Abstract
Purpose :
Current glaucoma medications rely on decreasing IOP by administering topical eye drops which have a long list of drawbacks such as poor compliance and inadequate application. Consequently, there is a strong need for new therapeutic concepts to prevent vision loss. In the present study, we have identified CD44 as a potential target receptor for nanoparticle (NP) delivery in trabecular meshwork (TM) and Schlemm canal (SC) cells. We developed hyaluronan (HA) coated-NP (HA-NPs) with the intention to target the CD44 receptor and to deliver siRNAs to outflow pathway cells.
Methods :
CD44 expression was analyzed in TM cells after treatment with TGF-β2 (1ng/ml) and CTGF (50ng/ml), in eyes of the bB1-CTGF glaucoma mouse model, in SC cells as well as outflow tissues derived from glaucomatous and healthy donor eyes by RT-qPCR, Western Blot and/or immunohistochemistry (IHC). LBL-coated NPs were assembled in a modular approach. The particles have four layers: siRNA layer is sandwiched between two polycationic layers, followed by a final layer based on HA. Porcine and human perfusion models were used to deliver NPs coated with HA or polyethylene imine (PEI-NPs) and IHC was performed to investigate NP distribution. Transfection efficiency of PEI-NPs and HA-NPs were analyzed in TM cells by silencing CTGF with a specific siRNA. Statistical analyses were performed with Student ‘s t-test.
Results :
CD44 expression was significantly increased after TGF-β2 (2.2±0.4) and CTGF (3.8±0.7) treatment in TM cells and in outflow tissues of CTGF overexpression mice in comparison to controls.

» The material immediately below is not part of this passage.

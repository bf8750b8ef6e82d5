mod ebook;

pub use ebook::{ContentLocation, Ebook};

Elevated CD44 expression was detected in SC cells and in outflow tissues of eyes from glaucomatous donors compared to healthy eyes. The uptake of HA-NPs was 3-fold more efficient (p£0.05) in TM cells compared to PEI-NPs. In porcine and human perfusion model, HA-NPs were found in a higher concentration within the outflow tissue than PEI-NPs. IHC analyses showed a clustering of PEI-NPs in the corneoscleral TM, whereas HA-NPs were found throughout the entire outflow tissues. SiRNA delivery and silencing of CTGF were significantly efficient with HA-NPs (0.5±0.1; p£0.05), PEI-NPs had no effect (0.9±0.2).
Conclusions :
We have identified CD44 as a promising target receptor to deliver NPs to the outflow pathway tissue. We suggest that HA-NPs are an excellent therapeutic approach to deliver specific agents to the outflow tissues.
This is an abstract that was submitted for the 2018 ARVO Annual Meeting, held in Honolulu, Hawaii, April 29 - May 3, 2018.